激しい口論となり、殴り合いへと発展した。
ゴー・ストップとは信号のこと。
当時はまだ信号機自体が珍しく、大阪では混雑の激しい交差点に導入されたばかりだった。
野次(やじ)馬の一人が軍側の大阪憲兵隊に通報したことから、事態は思わぬ方向へと進んで行く。
連絡を受けた憲兵隊員が駆けつけると、軍人が唇から血を出していた。
憲兵隊員は派出所から軍人を引き取って戻ると、上司に報告。
同日中に大阪憲兵隊から大阪府警に抗議の電話が入った。
騒動は翌日の新聞各紙で取り上げられた。すると軍側が過剰反応し、厳しい警察批判を展開する。

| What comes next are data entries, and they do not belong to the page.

#[async_trait]
impl Repository for MemoryRepository {
    async fn get_profile(&self, id: Uuid) -> Result<Option<Profile>, AppError> {
        Ok(self.lock().profiles.iter().find(|p| p.id == id).cloned())
    }

    async fn find_profile_by_email(&self, email: &str) -> Result<Option<Profile>, AppError> {
        Ok(self
            .lock()
            .profiles
            .iter()
            .find(|p| p.email.eq_ignore_ascii_case(email))
            .cloned())
    }

    async fn create_profile(&self, new: NewProfile) -> Result<Profile, AppError> {
        let mut tables = self.lock();
        if tables
            .profiles
            .iter()
            .any(|p| p.id == new.id || p.email == new.email)
        {
            return Err(AppError::Conflict(format!(
                "profile for {} already exists",
                new.email
            )));
        }
        let profile = Profile {
            id: new.id,
            email: new.email,
            full_name: new.full_name,
            role: new.role,
            user_limit: Some(new.user_limit),
            order_time_limit: None,
            created_at: Utc::now(),
        };
        tables.profiles.push(profile.clone());
        Ok(profile)
    }

    async fn list_profiles(&self, search: Option<String>) -> Result<Vec<Profile>, AppError> {
        let search = search.filter(|s| !s.trim().is_empty());
        Ok(self
            .lock()
            .profiles
            .iter()
            .rev()
            .filter(|p| match &search {
                Some(s) => contains_ci(&p.email, s.trim()) || contains_ci(p.role.as_str(), s.trim()),
                None => true,
            })
            .cloned()
            .collect())
    }

    async fn recent_profiles(&self, limit: i64) -> Result<Vec<Profile>, AppError> {
        Ok(self
            .lock()
            .profiles
            .iter()
            .rev()
            .take(limit as usize)
            .cloned()
            .collect())
    }

    async fn update_role(&self, id: Uuid, role: Role) -> Result<Option<Profile>, AppError> {
        let mut tables = self.lock();
        Ok(tables.profiles.iter_mut().find(|p| p.id == id).map(|p| {
            p.role = role;
            p.clone()
        }))
    }

    async fn update_limits(
        &self,
        id: Uuid,
        user_limit: i32,
        order_time_limit: Option<DateTime<Utc>>,
    ) -> Result<Option<Profile>, AppError> {
        let mut tables = self.lock();
        Ok(tables.profiles.iter_mut().find(|p| p.id == id).map(|p| {
            p.user_limit = Some(user_limit);
            p.order_time_limit = order_time_limit;
            p.clone()
        }))
    }

    async fn list_products(&self, filter: ProductFilter) -> Result<Vec<Product>, AppError> {
        let category = filter.category.filter(|c| c != "all" && !c.is_empty());
        let search = filter.search.filter(|s| !s.trim().is_empty());
        Ok(self
            .lock()
            .products
            .iter()
            .rev()
            .filter(|p| category.is_none() || p.category == category)
            .filter(|p| filter.active.is_none_or(|active| p.is_active == active))
            .filter(|p| filter.in_stock != Some(true) || p.stock > 0)
            .filter(|p| {
                filter.low_stock != Some(true) || (p.is_active && p.stock < LOW_STOCK_THRESHOLD)
            })
            .filter(|p| match &search {
                Some(s) => {
                    contains_ci(&p.name, s.trim())
                        || p.description
                            .as_deref()
                            .is_some_and(|d| contains_ci(d, s.trim()))
                }
                None => true,
            })
            .cloned()
            .collect())
    }

    async fn get_product(&self, id: Uuid) -> Result<Option<Product>, AppError> {
        Ok(self.lock().products.iter().find(|p| p.id == id).cloned())
    }

    async fn create_product(
        &self,
        req: CreateProductRequest,
        admin_id: Uuid,
    ) -> Result<Product, AppError> {
        let now = Utc::now();
        let product = Product {
            id: Uuid::new_v4(),
            name: req.name,
            description: req.description,
            price: req.price,
            stock: req.stock,
            category: req.category,
            image_url: req.image_url,
            is_active: req.is_active,
            admin_id: Some(admin_id),
            created_at: now,
            updated_at: now,
        };
        self.lock().products.push(product.clone());
        Ok(product)
    }

    async fn update_product(
        &self,
        id: Uuid,
        req: UpdateProductRequest,
    ) -> Result<Option<Product>, AppError> {
        let mut tables = self.lock();
        Ok(tables.products.iter_mut().find(|p| p.id == id).map(|p| {
            if let Some(name) = req.name {
                p.name = name;
            }
            if let Some(description) = req.description {
                p.description = description;
            }
            if let Some(price) = req.price {
                p.price = price;
            }
            if let Some(stock) = req.stock {
                p.stock = stock;
            }
            if let Some(category) = req.category {
                p.category = category;
            }
            if let Some(image_url) = req.image_url {
                p.image_url = image_url;
            }
            if let Some(active) = req.is_active {
                p.is_active = active;
            }
            p.updated_at = Utc::now();
            p.clone()
        }))
    }

    async fn delete_product(&self, id: Uuid) -> Result<bool, AppError> {
        let mut tables = self.lock();
        if tables.orders.iter().any(|o| o.product_id == id) {
            return Err(AppError::Conflict("product is referenced by orders".into()));
        }
        let before = tables.products.len();
        tables.products.retain(|p| p.id != id);
        Ok(tables.products.len() < before)
    }

    async fn set_product_active(
        &self,
        id: Uuid,
        is_active: bool,
    ) -> Result<Option<Product>, AppError> {
        let mut tables = self.lock();
        Ok(tables.products.iter_mut().find(|p| p.id == id).map(|p| {
            p.is_active = is_active;
            p.clone()
        }))
    }

    async fn adjust_stock(&self, id: Uuid, delta: i32) -> Result<Product, AppError> {
        let mut tables = self.lock();
        let product = tables
            .products
            .iter_mut()
            .find(|p| p.id == id)
            .ok_or(AppError::NotFound("Product"))?;
        match product.stock.checked_add(delta).filter(|stock| *stock >= 0) {
            Some(stock) => {
                product.stock = stock;
                Ok(product.clone())
            }
            None => Err(stock_out_of_range(product.stock, delta)),
        }
    }

    async fn list_orders(&self, filter: OrderFilter) -> Result<Vec<OrderDetails>, AppError> {
        let tables = self.lock();
        Ok(tables
            .orders
            .iter()
            .rev()
            .filter(|o| filter.status.is_none_or(|s| o.status == s))
            .filter(|o| filter.user_id.is_none_or(|u| o.user_id == u))
            .map(|o| details(&tables, o))
            .collect())
    }

    async fn recent_orders(&self, limit: i64) -> Result<Vec<OrderDetails>, AppError> {
        let tables = self.lock();
        Ok(tables
            .orders
            .iter()
            .rev()
            .take(limit as usize)
            .map(|o| details(&tables, o))
            .collect())
    }

    async fn count_orders_for_user(&self, user_id: Uuid) -> Result<i64, AppError> {
        Ok(self
            .lock()
            .orders
            .iter()
            .filter(|o| o.user_id == user_id)
            .count() as i64)
    }

    async fn update_order_status(
        &self,
        id: Uuid,
        status: OrderStatus,
    ) -> Result<Option<Order>, AppError> {
        let mut tables = self.lock();
        let Some(index) = tables.orders.iter().position(|o| o.id == id) else {
            return Ok(None);
        };
        let order = tables.orders[index].clone();
        let was_cancelled = order.status == OrderStatus::Cancelled;
        let now_cancelled = status == OrderStatus::Cancelled;

        if let Some(product) = tables.products.iter_mut().find(|p| p.id == order.product_id) {
            if was_cancelled && !now_cancelled {
                if product.stock < order.quantity {
                    return Err(AppError::OutOfStock);
                }
                product.stock -= order.quantity;
            } else if now_cancelled && !was_cancelled {
                product.stock += order.quantity;
            }
        }

        tables.orders[index].status = status;
        Ok(Some(tables.orders[index].clone()))
    }

    async fn place_order(
        &self,
        user_id: Uuid,
        product_id: Uuid,
        now: DateTime<Utc>,
    ) -> Result<Order, AppError> {
        let mut tables = self.lock();

        let profile = tables
            .profiles
            .iter()
            .find(|p| p.id == user_id)
            .ok_or(AppError::NotFound("Profile"))?;
        let limits = OrderLimits::from(profile);
        let placed = tables.orders.iter().filter(|o| o.user_id == user_id).count() as i64;
        eligibility::check(limits, placed, now).into_result()?;

        let product = tables
            .products
            .iter_mut()
            .find(|p| p.id == product_id && p.is_active)
            .ok_or(AppError::NotFound("Product"))?;
        if product.stock <= 0 {
            return Err(AppError::OutOfStock);
        }
        product.stock -= 1;

        let order = Order {
            id: Uuid::new_v4(),
            user_id,
            product_id,
            quantity: 1,
            total_price: product.price,
            status: OrderStatus::Pending,
            created_at: now,
        };
        tables.orders.push(order.clone());
        Ok(order)
    }

    async fn cancel_order(&self, order_id: Uuid, user_id: Uuid) -> Result<Order, AppError> {
        let mut tables = self.lock();
        let order = tables
            .orders
            .iter_mut()
            .find(|o| o.id == order_id && o.user_id == user_id)
            .ok_or(AppError::NotFound("Order"))?;
        if order.status != OrderStatus::Pending {
            return Err(AppError::Conflict(
                "only pending orders can be cancelled".into(),
            ));
        }
        order.status = OrderStatus::Cancelled;
        let cancelled = order.clone();

        if let Some(product) = tables
            .products
            .iter_mut()
            .find(|p| p.id == cancelled.product_id)
        {
            product.stock += cancelled.quantity;
        }
        Ok(cancelled)
    }

    async fn admin_stats(&self) -> Result<AdminDashboardStats, AppError> {
        let tables = self.lock();
        Ok(AdminDashboardStats {
            total_products: tables.products.len() as i64,
            total_orders: tables.orders.len() as i64,
            pending_orders: tables
                .orders
                .iter()
                .filter(|o| o.status == OrderStatus::Pending)
                .count() as i64,
            low_stock_products: tables
                .products
                .iter()
                .filter(|p| p.is_active && p.stock < LOW_STOCK_THRESHOLD)
                .count() as i64,
        })
    }

    async fn super_admin_stats(&self) -> Result<SuperAdminDashboardStats, AppError> {
        let tables = self.lock();
        Ok(SuperAdminDashboardStats {
            total_users: tables.profiles.len() as i64,
            total_staff: tables.profiles.iter().filter(|p| p.role.is_staff()).count() as i64,
            total_products: tables.products.len() as i64,
            total_orders: tables.orders.len() as i64,
        })
    }

    async fn get_settings(&self) -> Result<SystemSettings, AppError> {
        Ok(self.lock().settings.clone())
    }

    async fn update_settings(&self, settings: SystemSettings) -> Result<SystemSettings, AppError> {
        self.lock().settings = settings.clone();
        Ok(settings)
    }
}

この騒動は、軍服を着用した現役軍人に対する警官の不法暴行事件だと憤り、「皇軍の威信に関する重大問題」との認識を示したのだ。
警察側も黙ってはいない。
警察部長は「軍隊が陛下の軍隊なら警察官も陛下の警察官である」と応答。
いかに軍人であろうとも、私人の資格で通行しているときは交通信号を守るべきで、警官の注意は妥当との見解を示した。
これに寺内寿一第四師団長は激怒。
「警察は軍をなめている」として、徹底抗戦の姿勢をとった。
そして軍側が示したのが「外出兵士もまた統帥権内にある」との見解だった。
軍人は一般市民とは異なる。
軍人は軍服を着用している以上、その身体は天皇に捧(ささ)げられており、軍人の名誉を傷つけるような処置は、いかに警察といえども「越権の行為」である。
要するに、多少の問題があっても、警察は統帥権内にある軍人に手出しをするなと言うのである。
争いは泥沼化。
荒木貞夫陸軍大臣が介入するが、和解は決裂した。
そして、遂(つい)に死者が出る。
天六派出所を管轄する曽根崎警察の署長が、心労で死去。
さらに、目撃者の一般人が憲兵隊と警察の双方から尋問を受け、ノイローゼとなって自殺した。
ここで登場したのが昭和天皇だ。
荒木陸相に「大阪のゴー・ストップ事件はどうなっている」と尋ねると、恐懼(きょうく)した陸相は早急な解決を指示した。
結果、警察側が軍部に屈する形で決着がなされた。
最終的に軍部が警察に勝利をおさめたのである。
ただし、その和解内容は公表されず、現在に至るまで不明のままである。
著者は、事件発端の「ばかばかしさ」と、結末の「深刻さ」の落差に、ファシズムの本質を見る。
「昭和八年というのは、もはや後戻りできなくなった年で、その分水嶺(ぶんすいれい)となったのがゴー・ストップ事件といっていい。」
この事件をきっかけとして、公務外の「統帥権」が確立し、暴走に拍車がかかったからだ。
■ てんと伊能栞の苦悩
信号を無視したのだから軍人が悪いのはあたりまえなのだが、最後は警察が謝ると言う前代未聞の話です。
この事件か以後、軍部の意見が全てになってしまった。
誰も軍部に逆らうものはいません。
戦争に反対すると、非国民と言われます。
また、ろう獄にぶち込まれます。
これでは自由な意見など言えるはずもなく、もはや日本には自由な社会は存在し得なくなっていた。
そんな社会に於いて「わろてんか」朝ドラの主人公てんと伊能栞はどうすれば庶民に「笑い」や娯楽を届けることができるのかを模索します。
てんと伊能栞の苦悩はいかばかりのものだったのか?
平和な時代に戦争の時代のことは理解できない。
人はその時代にいなければその時代のことはわからないのでしょうね。